BOGOR – Kota Bogor ditetapkan sebagai proyek percontohan (pilot project) program Pemberdayaan dan Rehabilitasi Sosial Berbasis Komunitas melalui peluncuran Sentra Cipta Mandiri (SCM) yang berlangsung pada Senin, 5 Mei 2025.
Program ini merupakan inisiatif Kementerian Koordinator Pemberdayaan Masyarakat (Kemenko PM) di bawah kepemimpinan Muhaimin Iskandar, yang akrab disapa Cak Imin.
Dalam sambutannya, Cak Imin menekankan pentingnya kolaborasi lintas sektor untuk menangani persoalan sosial yang semakin kompleks. SCM dihadirkan sebagai pusat layanan sosial terintegrasi yang menyasar kelompok masyarakat rentan, seperti penyandang disabilitas, penderita gangguan kesehatan mental, dan korban judi online.
“Sentra Cipta Mandiri di Kota Bogor ini adalah bagian dari pilot project kolaborasi lintas sektoral yang diinisiasi oleh sektor filantropi dan disambut oleh berbagai lembaga pemerintah maupun non-pemerintah,” kata Cak Imin kepada wartawan usai acara peluncuran.
Program ini melibatkan berbagai institusi, seperti RSJ Nasional Marzoeki Mahdi, BPJS Ketenagakerjaan, sejumlah bank milik negara, Baznas, serta Kemenko PMK sendiri.
Kolaborasi tersebut bertujuan untuk mendorong kemandirian masyarakat rentan melalui pendekatan yang produktif dan berkelanjutan.
Cak Imin berharap SCM Bogor dapat menjadi model nasional yang bisa direplikasi oleh pemerintah provinsi, kabupaten, dan kota lainnya.
“Saya berharap ini menjadi sentra yang bisa dicontoh oleh seluruh pemerintah daerah, dengan semangat kolaborasi dan gotong royong,” ujarnya.
Selain memperkenalkan SCM, Cak Imin juga menyampaikan perkembangan program penghapusan dan penyelesaian utang Usaha Mikro, Kecil, dan Menengah (UMKM) yang saat ini tengah berjalan.
Ia mengakui bahwa proses verifikasi dan sinkronisasi data masih menjadi tantangan, namun program tetap berlanjut dengan koordinasi lintas kementerian dan perbankan nasional.
“Sudah sangat banyak, puluhan ribu UMKM yang utangnya berhasil diatasi melalui program ini. Dan kami akan terus lanjutkan melalui pembenahan dan sistem verifikasi yang lebih baik,” tuturnya.

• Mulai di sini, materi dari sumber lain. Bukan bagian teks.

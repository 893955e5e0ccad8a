//! Content hashing for layouts. The hash is the primary key for every
//! on-disk artifact (layout file, SVG, metadata sidecar), so it has to be
//! stable across Rust versions and process restarts — it is computed by a
//! fixed FNV-1a variant here rather than `std`'s `DefaultHasher` (whose bit
//! pattern isn't part of its stable API) or a third-party hasher crate
//! (whose algorithm could change between versions without notice).

use std::fmt;

use crate::grid::Grid;

#[derive(Debug, Clone, Copy, PartialEq, Eq, Hash)]
pub struct LayoutHash(u64);

const FNV_OFFSET_BASIS: u64 = 0xcbf2_9ce4_8422_2325;
const FNV_PRIME: u64 = 0x0000_0100_0000_01b3;

fn fnv1a(bytes: &[u8]) -> u64 {
    let mut hash = FNV_OFFSET_BASIS;
    for &b in bytes {
        hash ^= b as u64;
        hash = hash.wrapping_mul(FNV_PRIME);
    }
    hash
}

impl LayoutHash {
    /// Hash the grid's cell bytes concatenated with the edge length's bytes.
    pub fn compute(grid: &Grid) -> Self {
        let mut bytes = Vec::with_capacity(grid.raw_cells().len() + 8 + 16);
        bytes.extend(grid.raw_cells().iter().map(|&c| c as u8));
        bytes.extend(grid.edge_length_cm().get().to_le_bytes());
        bytes.extend((grid.rows() as u64).to_le_bytes());
        bytes.extend((grid.cols() as u64).to_le_bytes());
        Self(fnv1a(&bytes))
    }

    pub fn to_hex(self) -> String {
        format!("{:016x}", self.0)
    }

    pub fn from_hex(s: &str) -> Option<Self> {
        if s.len() != 16 {
            return None;
        }
        u64::from_str_radix(s, 16).ok().map(Self)
    }
}

impl fmt::Display for LayoutHash {
    fn fmt(&self, f: &mut fmt::Formatter<'_>) -> fmt::Result {
        write!(f, "{}", self.to_hex())
    }
}

#[cfg(test)]
mod tests {
    use super::*;
    use crate::grid::Grid;

    fn grid(cells: Vec<i8>, rows: usize, cols: usize, edge: f64) -> Grid {
        Grid::new(cells, rows, cols, edge, vec![]).unwrap()
    }

    #[test]
    fn hash_is_stable_across_runs() {
        let g = grid(vec![0, 0, 0, 0], 2, 2, 100.0);
        let h1 = LayoutHash::compute(&g);
        let h2 = LayoutHash::compute(&g);
        assert_eq!(h1, h2);
        assert_eq!(h1.to_hex().len(), 16);
    }

    #[test]
    fn changing_a_cell_changes_the_hash() {
        let a = grid(vec![0, 0, 0, 0], 2, 2, 100.0);
        let b = grid(vec![0, 0, 0, -1], 2, 2, 100.0);
        assert_ne!(LayoutHash::compute(&a), LayoutHash::compute(&b));
    }

    #[test]
    fn changing_edge_length_changes_the_hash() {
        let a = grid(vec![0, 0, 0, 0], 2, 2, 100.0);
        let b = grid(vec![0, 0, 0, 0], 2, 2, 150.0);
        assert_ne!(LayoutHash::compute(&a), LayoutHash::compute(&b));
    }

    #[test]
    fn hex_round_trips() {
        let g = grid(vec![0, 1, -1, 2], 2, 2, 75.0);
        let h = LayoutHash::compute(&g);
        assert_eq!(LayoutHash::from_hex(&h.to_hex()), Some(h));
    }
}
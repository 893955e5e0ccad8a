//! Physical-to-grid POI mapping and placement validation.

use serde::{Deserialize, Serialize};

use crate::errors::{EngineError, Result};
use crate::grid::{real_to_grid, CellCode, Grid, GridCoord, PhysicalPoint};

/// Per-POI validation outcome, used by both the fail-fast mapping path and
/// the `/validate_poi_placement` diagnostic endpoint.
#[derive(Debug, Clone, Copy, PartialEq, Eq, Serialize, Deserialize)]
#[serde(rename_all = "snake_case")]
pub enum POIStatus {
    Ok,
    OutOfBounds,
    OnObstacle,
    OnShelf,
}

#[derive(Debug, Clone, Serialize, Deserialize)]
pub struct POIValidation {
    pub index: usize,
    pub physical: PhysicalPoint,
    pub grid: GridCoord,
    pub status: POIStatus,
}

pub struct POIMapping {
    pub poi_grid: Vec<GridCoord>,
    pub grid_with_poi: Grid,
    pub distance_threshold_grid: f64,
    pub summary: Vec<POIValidation>,
}

pub struct POIMapper;

impl POIMapper {
    /// Convert and validate every POI without failing on the first bad one;
    /// used by `/validate_poi_placement` to report a full summary.
    pub fn validate(grid: &Grid, poi_physical: &[PhysicalPoint]) -> Vec<POIValidation> {
        let edge = grid.edge_length_cm();
        poi_physical
            .iter()
            .enumerate()
            .map(|(index, &physical)| {
                let coord = real_to_grid(physical, edge);
                let status = if !grid.in_bounds(coord) {
                    POIStatus::OutOfBounds
                } else {
                    match grid.get(coord) {
                        Some(CellCode::Obstacle) => POIStatus::OnObstacle,
                        Some(CellCode::Shelf) => POIStatus::OnShelf,
                        _ => POIStatus::Ok,
                    }
                };
                POIValidation {
                    index,
                    physical,
                    grid: coord,
                    status,
                }
            })
            .collect()
    }

    /// Map POIs onto `grid`, imprint markers, and fail fast on the first
    /// invalid placement (index order).
    pub fn map(
        grid: &Grid,
        poi_physical: &[PhysicalPoint],
        distance_threshold_cm: f64,
    ) -> Result<POIMapping> {
        let summary = Self::validate(grid, poi_physical);

        for v in &summary {
            match v.status {
                POIStatus::OutOfBounds => {
                    return Err(EngineError::POIOutOfBounds {
                        index: v.index,
                        x: v.physical.x,
                        y: v.physical.y,
                    })
                }
                POIStatus::OnObstacle => {
                    return Err(EngineError::POIOnObstacle {
                        index: v.index,
                        x: v.physical.x,
                        y: v.physical.y,
                    })
                }
                POIStatus::OnShelf => {
                    return Err(EngineError::POIOnShelf {
                        index: v.index,
                        x: v.physical.x,
                        y: v.physical.y,
                    })
                }
                POIStatus::Ok => {}
            }
        }

        let mut grid_with_poi = grid.clone();
        let mut poi_grid = Vec::with_capacity(summary.len());
        for v in &summary {
            grid_with_poi.set(v.grid, CellCode::Poi)?;
            poi_grid.push(v.grid);
        }

        let distance_threshold_grid = distance_threshold_cm / grid.edge_length_cm().get();

        Ok(POIMapping {
            poi_grid,
            grid_with_poi,
            distance_threshold_grid,
            summary,
        })
    }
}

#[cfg(test)]
mod tests {
    use super::*;

    fn sample_grid() -> Grid {
        // 2x2, edge 100cm, one obstacle at (1,0), one shelf at (1,1).
        Grid::new(vec![0, 0, -1, 2], 2, 2, 100.0, vec![]).unwrap()
    }

    #[test]
    fn valid_pois_are_imprinted_and_not_overwritten_elsewhere() {
        let grid = sample_grid();
        let pois = vec![PhysicalPoint::new(50.0, 50.0)];
        let mapping = POIMapper::map(&grid, &pois, 2000.0).unwrap();

        assert_eq!(mapping.poi_grid, vec![GridCoord::new(0, 0)]);
        assert_eq!(mapping.grid_with_poi.get(GridCoord::new(0, 0)), Some(CellCode::Poi));
        // Everything else in the imprinted grid matches the original.
        assert_eq!(mapping.grid_with_poi.get(GridCoord::new(0, 1)), grid.get(GridCoord::new(0, 1)));
        assert_eq!(mapping.grid_with_poi.get(GridCoord::new(1, 0)), grid.get(GridCoord::new(1, 0)));
        assert_eq!(mapping.grid_with_poi.get(GridCoord::new(1, 1)), grid.get(GridCoord::new(1, 1)));
    }

    #[test]
    fn out_of_bounds_poi_is_rejected() {
        let grid = sample_grid();
        let pois = vec![PhysicalPoint::new(5000.0, 5000.0)];
        let err = POIMapper::map(&grid, &pois, 2000.0).unwrap_err();
        assert_eq!(err.kind(), "POIOutOfBounds");
    }

    #[test]
    fn poi_on_obstacle_is_rejected() {
        let grid = sample_grid();
        let pois = vec![PhysicalPoint::new(150.0, 50.0)];
        let err = POIMapper::map(&grid, &pois, 2000.0).unwrap_err();
        assert_eq!(err.kind(), "POIOnObstacle");
    }

    #[test]
    fn poi_on_shelf_is_rejected() {
        let grid = sample_grid();
        let pois = vec![PhysicalPoint::new(150.0, 150.0)];
        let err = POIMapper::map(&grid, &pois, 2000.0).unwrap_err();
        assert_eq!(err.kind(), "POIOnShelf");
    }

    #[test]
    fn distance_threshold_is_converted_to_grid_units() {
        let grid = sample_grid();
        let pois = vec![PhysicalPoint::new(50.0, 50.0)];
        let mapping = POIMapper::map(&grid, &pois, 2000.0).unwrap();
        assert_eq!(mapping.distance_threshold_grid, 20.0);
    }

    #[test]
    fn validate_reports_all_pois_without_failing() {
        let grid = sample_grid();
        let pois = vec![
            PhysicalPoint::new(50.0, 50.0),
            PhysicalPoint::new(150.0, 50.0),
            PhysicalPoint::new(150.0, 150.0),
        ];
        let summary = POIMapper::validate(&grid, &pois);
        assert_eq!(summary.len(), 3);
        assert_eq!(summary[0].status, POIStatus::Ok);
        assert_eq!(summary[1].status, POIStatus::OnObstacle);
        assert_eq!(summary[2].status, POIStatus::OnShelf);
    }
}
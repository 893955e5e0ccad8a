//! The occupancy grid: cell codes, physical/grid coordinate conversions, and
//! named zones.
//!
//! Coordinate convention (normative, see spec §3): physical `x` indexes grid
//! rows, physical `y` indexes grid columns. This is deliberate and
//! one-directional — nothing in this module silently swaps axes.

use serde::{Deserialize, Serialize};

use crate::errors::{EngineError, Result};

/// What occupies a single grid cell.
#[derive(Debug, Clone, Copy, PartialEq, Eq, Serialize, Deserialize)]
pub enum CellCode {
    Navigable,
    Poi,
    Obstacle,
    Shelf,
}

impl CellCode {
    pub fn from_i8(v: i8) -> Option<Self> {
        match v {
            0 => Some(Self::Navigable),
            1 => Some(Self::Poi),
            -1 => Some(Self::Obstacle),
            2 => Some(Self::Shelf),
            _ => None,
        }
    }

    pub fn as_i8(self) -> i8 {
        match self {
            Self::Navigable => 0,
            Self::Poi => 1,
            Self::Obstacle => -1,
            Self::Shelf => 2,
        }
    }

    /// Navigable and POI cells are walkable for pathfinding; shelves and
    /// obstacles never are.
    pub fn is_walkable(self) -> bool {
        matches!(self, CellCode::Navigable | CellCode::Poi)
    }
}

/// Physical size of one grid cell's side, in centimeters. Always positive.
#[derive(Debug, Clone, Copy, PartialEq, Serialize, Deserialize)]
pub struct EdgeLengthCm(f64);

impl EdgeLengthCm {
    pub fn new(cm: f64) -> Result<Self> {
        if !(cm.is_finite() && cm > 0.0) {
            return Err(EngineError::invalid_layout(format!(
                "edge_length_cm must be a positive finite number, got {cm}"
            )));
        }
        Ok(Self(cm))
    }

    pub fn get(self) -> f64 {
        self.0
    }
}

/// A cell reference into the grid, `(row, col)`, both zero-based.
#[derive(Debug, Clone, Copy, PartialEq, Eq, Hash, PartialOrd, Ord, Serialize, Deserialize)]
pub struct GridCoord {
    pub row: i64,
    pub col: i64,
}

impl GridCoord {
    pub fn new(row: i64, col: i64) -> Self {
        Self { row, col }
    }
}

/// A physical-space coordinate in centimeters, `(x, y)`.
#[derive(Debug, Clone, Copy, PartialEq, Serialize, Deserialize)]
pub struct PhysicalPoint {
    pub x: f64,
    pub y: f64,
}

impl PhysicalPoint {
    pub fn new(x: f64, y: f64) -> Self {
        Self { x, y }
    }
}

/// `floor(x / edge), floor(y / edge)`. A coordinate exactly on a cell
/// boundary maps into the cell whose top-left corner is that boundary,
/// which `floor` gives for free.
pub fn real_to_grid(p: PhysicalPoint, edge: EdgeLengthCm) -> GridCoord {
    GridCoord::new(
        (p.x / edge.get()).floor() as i64,
        (p.y / edge.get()).floor() as i64,
    )
}

/// Returns the physical center of a cell.
pub fn grid_to_real(c: GridCoord, edge: EdgeLengthCm) -> PhysicalPoint {
    PhysicalPoint::new(
        (c.row as f64 + 0.5) * edge.get(),
        (c.col as f64 + 0.5) * edge.get(),
    )
}

/// A named polygon in physical coordinates, rendered only by the SVG layer.
#[derive(Debug, Clone, PartialEq, Serialize, Deserialize)]
pub struct Zone {
    pub name: String,
    pub points: Vec<PhysicalPoint>,
}

/// The 2-D occupancy grid. Stored flat for cache locality — every
/// pathfinding algorithm indexes it in its hot loop.
#[derive(Debug, Clone, PartialEq, Serialize, Deserialize)]
pub struct Grid {
    rows: usize,
    cols: usize,
    cells: Vec<i8>,
    edge_length_cm: EdgeLengthCm,
    zones: Vec<Zone>,
}

impl Grid {
    /// Build a grid from raw row-major cell codes, validating shape and
    /// cell values against `{0, 1, -1, 2}`.
    pub fn new(
        cells: Vec<i8>,
        rows: usize,
        cols: usize,
        edge_length_cm: f64,
        zones: Vec<Zone>,
    ) -> Result<Self> {
        if rows == 0 || cols == 0 {
            return Err(EngineError::invalid_layout(
                "grid must have at least one row and one column",
            ));
        }
        if cells.len() != rows * cols {
            return Err(EngineError::invalid_layout(format!(
                "expected {} cells for a {rows}x{cols} grid, got {}",
                rows * cols,
                cells.len()
            )));
        }
        if let Some(bad) = cells.iter().find(|&&v| CellCode::from_i8(v).is_none()) {
            return Err(EngineError::invalid_layout(format!(
                "illegal cell code {bad}, expected one of {{0, 1, -1, 2}}"
            )));
        }

        let edge = EdgeLengthCm::new(edge_length_cm)?;
        Ok(Self {
            rows,
            cols,
            cells,
            edge_length_cm: edge,
            zones,
        })
    }

    pub fn rows(&self) -> usize {
        self.rows
    }

    pub fn cols(&self) -> usize {
        self.cols
    }

    pub fn edge_length_cm(&self) -> EdgeLengthCm {
        self.edge_length_cm
    }

    pub fn zones(&self) -> &[Zone] {
        &self.zones
    }

    pub fn in_bounds(&self, c: GridCoord) -> bool {
        c.row >= 0 && c.col >= 0 && (c.row as usize) < self.rows && (c.col as usize) < self.cols
    }

    fn index(&self, c: GridCoord) -> usize {
        c.row as usize * self.cols + c.col as usize
    }

    pub fn get(&self, c: GridCoord) -> Option<CellCode> {
        if !self.in_bounds(c) {
            return None;
        }
        CellCode::from_i8(self.cells[self.index(c)])
    }

    pub fn is_walkable(&self, c: GridCoord) -> bool {
        self.get(c).map(CellCode::is_walkable).unwrap_or(false)
    }

    /// Set a single cell's code. Used by the POI mapper to imprint markers;
    /// never lets a caller overwrite an obstacle.
    pub fn set(&mut self, c: GridCoord, code: CellCode) -> Result<()> {
        if !self.in_bounds(c) {
            return Err(EngineError::internal(format!(
                "set() called with out-of-bounds coord {c:?}"
            )));
        }
        let idx = self.index(c);
        if CellCode::from_i8(self.cells[idx]) == Some(CellCode::Obstacle) {
            return Ok(());
        }
        self.cells[idx] = code.as_i8();
        Ok(())
    }

    pub fn raw_cells(&self) -> &[i8] {
        &self.cells
    }

    pub fn iter_cells(&self) -> impl Iterator<Item = (GridCoord, CellCode)> + '_ {
        self.cells.iter().enumerate().filter_map(move |(i, &v)| {
            let coord = GridCoord::new((i / self.cols) as i64, (i % self.cols) as i64);
            CellCode::from_i8(v).map(|code| (coord, code))
        })
    }
}

#[cfg(test)]
mod tests {
    use super::*;

    fn small_grid() -> Grid {
        Grid::new(vec![0, 0, 0, -1, 0, 2], 2, 3, 100.0, vec![]).unwrap()
    }

    #[test]
    fn coordinate_round_trip() {
        let edge = EdgeLengthCm::new(100.0).unwrap();
        for row in 0..10 {
            for col in 0..10 {
                let c = GridCoord::new(row, col);
                let p = grid_to_real(c, edge);
                assert_eq!(real_to_grid(p, edge), c);
            }
        }
    }

    #[test]
    fn boundary_coordinate_maps_into_lower_cell() {
        let edge = EdgeLengthCm::new(100.0).unwrap();
        // Exactly on the boundary between cell 0 and cell 1.
        let p = PhysicalPoint::new(100.0, 0.0);
        assert_eq!(real_to_grid(p, edge), GridCoord::new(1, 0));
    }

    #[test]
    fn rejects_illegal_cell_codes() {
        let err = Grid::new(vec![0, 5], 1, 2, 50.0, vec![]).unwrap_err();
        assert_eq!(err.kind(), "InvalidLayout");
    }

    #[test]
    fn rejects_shape_mismatch() {
        let err = Grid::new(vec![0, 0, 0], 2, 2, 50.0, vec![]).unwrap_err();
        assert_eq!(err.kind(), "InvalidLayout");
    }

    #[test]
    fn set_never_overwrites_an_obstacle() {
        let mut grid = small_grid();
        let obstacle = GridCoord::new(1, 0);
        assert_eq!(grid.get(obstacle), Some(CellCode::Obstacle));
        grid.set(obstacle, CellCode::Poi).unwrap();
        assert_eq!(grid.get(obstacle), Some(CellCode::Obstacle));
    }

    #[test]
    fn walkability_excludes_shelves_and_obstacles() {
        let grid = small_grid();
        assert!(grid.is_walkable(GridCoord::new(0, 0)));
        assert!(!grid.is_walkable(GridCoord::new(1, 0))); // obstacle
        assert!(!grid.is_walkable(GridCoord::new(1, 2))); // shelf
    }
}
pub mod assembler;
pub mod config;
pub mod coordinator;
pub mod errors;
pub mod grid;
pub mod hash;
pub mod layout;
pub mod pathfinding;
pub mod poi;
pub mod sequencer;
pub mod svg;
pub mod web_server;

pub use coordinator::{Coordinator, OptimizeRequest, OptimizeResponse};
pub use errors::{EngineError, Result};
pub use grid::Grid;
pub use hash::LayoutHash;
pub use layout::{LayoutManager, LayoutStore};
pub use web_server::Server;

Sementara itu, Wali Kota Bogor Dedie A. Rachim menyatakan bahwa peluncuran SCM merupakan implementasi dari Instruksi Presiden (Inpres) Nomor 8 Tahun 2025 tentang Optimalisasi Pelaksanaan Pengentasan Kemiskinan dan Penghapusan Kemiskinan Ekstrem.
“Keberadaan SCM akan menjadi embrio pemberdayaan di wilayah, yang dibagi ke dalam beberapa kelompok kerja untuk meningkatkan kualitas sumber daya manusia,” jelas Dedie.
BACA JUGA:
SCM Bogor berdiri di atas lahan seluas 2.600 meter persegi. Di dalamnya terdapat berbagai kelompok kerja, seperti layanan deteksi dini adiksi non-zat dan kesehatan jiwa, Bank Sampah Siliwangi, pertanian terintegrasi, sanggar seni, majelis taklim, hingga kegiatan UMKM.
Dedie optimistis, keberadaan kelompok kerja tersebut akan menggerakkan ekonomi lokal dan berdampak pada peningkatan taraf hidup masyarakat secara menyeluruh.